#### Exercise prompt
What is needed is an exact copy of every record.

#### Source records
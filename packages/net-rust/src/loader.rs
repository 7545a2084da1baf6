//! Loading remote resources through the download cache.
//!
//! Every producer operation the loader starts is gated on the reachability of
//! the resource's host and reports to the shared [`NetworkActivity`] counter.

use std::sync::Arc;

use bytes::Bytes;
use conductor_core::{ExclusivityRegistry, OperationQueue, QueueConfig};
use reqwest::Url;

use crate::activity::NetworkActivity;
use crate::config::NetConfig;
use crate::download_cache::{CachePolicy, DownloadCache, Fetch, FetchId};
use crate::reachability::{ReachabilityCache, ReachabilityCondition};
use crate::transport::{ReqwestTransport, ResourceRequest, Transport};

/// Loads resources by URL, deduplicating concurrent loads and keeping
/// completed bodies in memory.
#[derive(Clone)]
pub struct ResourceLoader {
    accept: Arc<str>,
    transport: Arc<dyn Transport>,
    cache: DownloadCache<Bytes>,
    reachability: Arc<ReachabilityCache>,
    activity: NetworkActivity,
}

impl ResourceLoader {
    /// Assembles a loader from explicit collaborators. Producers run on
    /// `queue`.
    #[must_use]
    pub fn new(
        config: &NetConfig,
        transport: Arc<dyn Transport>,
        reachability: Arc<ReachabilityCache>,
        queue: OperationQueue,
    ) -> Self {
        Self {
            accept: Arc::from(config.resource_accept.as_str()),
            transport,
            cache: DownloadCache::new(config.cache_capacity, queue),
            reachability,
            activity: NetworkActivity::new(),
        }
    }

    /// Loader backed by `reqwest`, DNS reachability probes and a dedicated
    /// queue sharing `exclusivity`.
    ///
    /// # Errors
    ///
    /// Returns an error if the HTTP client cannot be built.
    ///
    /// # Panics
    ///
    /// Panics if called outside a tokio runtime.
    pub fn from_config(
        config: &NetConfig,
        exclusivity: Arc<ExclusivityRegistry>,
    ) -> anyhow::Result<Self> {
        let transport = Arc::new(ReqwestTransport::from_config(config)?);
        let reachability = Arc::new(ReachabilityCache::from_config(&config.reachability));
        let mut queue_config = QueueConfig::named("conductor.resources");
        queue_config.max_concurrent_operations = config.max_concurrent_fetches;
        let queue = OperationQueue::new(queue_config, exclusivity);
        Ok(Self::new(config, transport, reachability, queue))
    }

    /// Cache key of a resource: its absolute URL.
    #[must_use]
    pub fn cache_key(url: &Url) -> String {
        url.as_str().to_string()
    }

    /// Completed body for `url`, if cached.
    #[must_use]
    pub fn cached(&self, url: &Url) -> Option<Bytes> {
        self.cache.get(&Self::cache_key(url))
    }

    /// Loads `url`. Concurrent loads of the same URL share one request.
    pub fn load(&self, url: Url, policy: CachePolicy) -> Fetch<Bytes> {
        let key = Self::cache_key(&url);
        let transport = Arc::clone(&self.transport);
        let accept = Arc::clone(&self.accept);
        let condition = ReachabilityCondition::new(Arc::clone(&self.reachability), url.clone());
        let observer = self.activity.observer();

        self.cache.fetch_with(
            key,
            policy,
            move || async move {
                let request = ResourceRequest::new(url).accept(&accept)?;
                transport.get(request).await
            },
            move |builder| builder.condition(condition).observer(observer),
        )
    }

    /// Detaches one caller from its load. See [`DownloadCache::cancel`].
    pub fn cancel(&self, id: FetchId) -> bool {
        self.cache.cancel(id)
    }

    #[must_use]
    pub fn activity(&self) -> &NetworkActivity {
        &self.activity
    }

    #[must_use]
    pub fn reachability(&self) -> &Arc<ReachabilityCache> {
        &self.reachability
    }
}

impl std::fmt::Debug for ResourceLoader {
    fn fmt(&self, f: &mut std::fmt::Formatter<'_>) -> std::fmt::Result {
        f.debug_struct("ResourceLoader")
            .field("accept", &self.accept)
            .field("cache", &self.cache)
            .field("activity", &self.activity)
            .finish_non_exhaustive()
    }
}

#### Answer for the task
filename packages/net-rust/src/loader.rs
repository 7545a2084da1baf6
//! Loading remote resources through the download cache.
//!
//! Every producer operation the loader starts is gated on the reachability of
//! the resource's host and reports to the shared [`NetworkActivity`] counter.

use std::sync::Arc;

use bytes::Bytes;
use conductor_core::{ExclusivityRegistry, OperationQueue, QueueConfig};
use reqwest::Url;

use crate::activity::NetworkActivity;
use crate::config::NetConfig;
use crate::download_cache::{CachePolicy, DownloadCache, Fetch, FetchId};
use crate::reachability::{ReachabilityCache, ReachabilityCondition};
use crate::transport::{ReqwestTransport, ResourceRequest, Transport};

/// Loads resources by URL, deduplicating concurrent loads and keeping
/// completed bodies in memory.
#[derive(Clone)]
pub struct ResourceLoader {
    accept: Arc<str>,
    transport: Arc<dyn Transport>,
    cache: DownloadCache<Bytes>,
    reachability: Arc<ReachabilityCache>,
    activity: NetworkActivity,
}

impl ResourceLoader {
    /// Assembles a loader from explicit collaborators. Producers run on
    /// `queue`.
    #[must_use]
    pub fn new(
        config: &NetConfig,
        transport: Arc<dyn Transport>,
        reachability: Arc<ReachabilityCache>,
        queue: OperationQueue,
    ) -> Self {
        Self {
            accept: Arc::from(config.resource_accept.as_str()),
            transport,
            cache: DownloadCache::new(config.cache_capacity, queue),
            reachability,
            activity: NetworkActivity::new(),
        }
    }

    /// Loader backed by `reqwest`, DNS reachability probes and a dedicated
    /// queue sharing `exclusivity`.
    ///
    /// # Errors
    ///
    /// Returns an error if the HTTP client cannot be built.
    ///
    /// # Panics
    ///
    /// Panics if called outside a tokio runtime.
    pub fn from_config(
        config: &NetConfig,
        exclusivity: Arc<ExclusivityRegistry>,
    ) -> anyhow::Result<Self> {
        let transport = Arc::new(ReqwestTransport::from_config(config)?);
        let reachability = Arc::new(ReachabilityCache::from_config(&config.reachability));
        let mut queue_config = QueueConfig::named("conductor.resources");
        queue_config.max_concurrent_operations = config.max_concurrent_fetches;
        let queue = OperationQueue::new(queue_config, exclusivity);
        Ok(Self::new(config, transport, reachability, queue))
    }

    /// Cache key of a resource: its absolute URL.
    #[must_use]
    pub fn cache_key(url: &Url) -> String {
        url.as_str().to_string()
    }

    /// Completed body for `url`, if cached.
    #[must_use]
    pub fn cached(&self, url: &Url) -> Option<Bytes> {
        self.cache.get(&Self::cache_key(url))
    }

    /// Loads `url`. Concurrent loads of the same URL share one request.
    pub fn load(&self, url: Url, policy: CachePolicy) -> Fetch<Bytes> {
        let key = Self::cache_key(&url);
        let transport = Arc::clone(&self.transport);
        let accept = Arc::clone(&self.accept);
        let condition = ReachabilityCondition::new(Arc::clone(&self.reachability), url.clone());
        let observer = self.activity.observer();

        self.cache.fetch_with(
            key,
            policy,
            move || async move {
                let request = ResourceRequest::new(url).accept(&accept)?;
                transport.get(request).await
            },
            move |builder| builder.condition(condition).observer(observer),
        )
    }

    /// Detaches one caller from its load. See [`DownloadCache::cancel`].
    pub fn cancel(&self, id: FetchId) -> bool {
        self.cache.cancel(id)
    }

    #[must_use]
    pub fn activity(&self) -> &NetworkActivity {
        &self.activity
    }

    #[must_use]
    pub fn reachability(&self) -> &Arc<ReachabilityCache> {
        &self.reachability
    }
}

impl std::fmt::Debug for ResourceLoader {
    fn fmt(&self, f: &mut std::fmt::Formatter<'_>) -> std::fmt::Result {
        f.debug_struct("ResourceLoader")
            .field("accept", &self.accept)
            .field("cache", &self.cache)
            .field("activity", &self.activity)
            .finish_non_exhaustive()
    }
}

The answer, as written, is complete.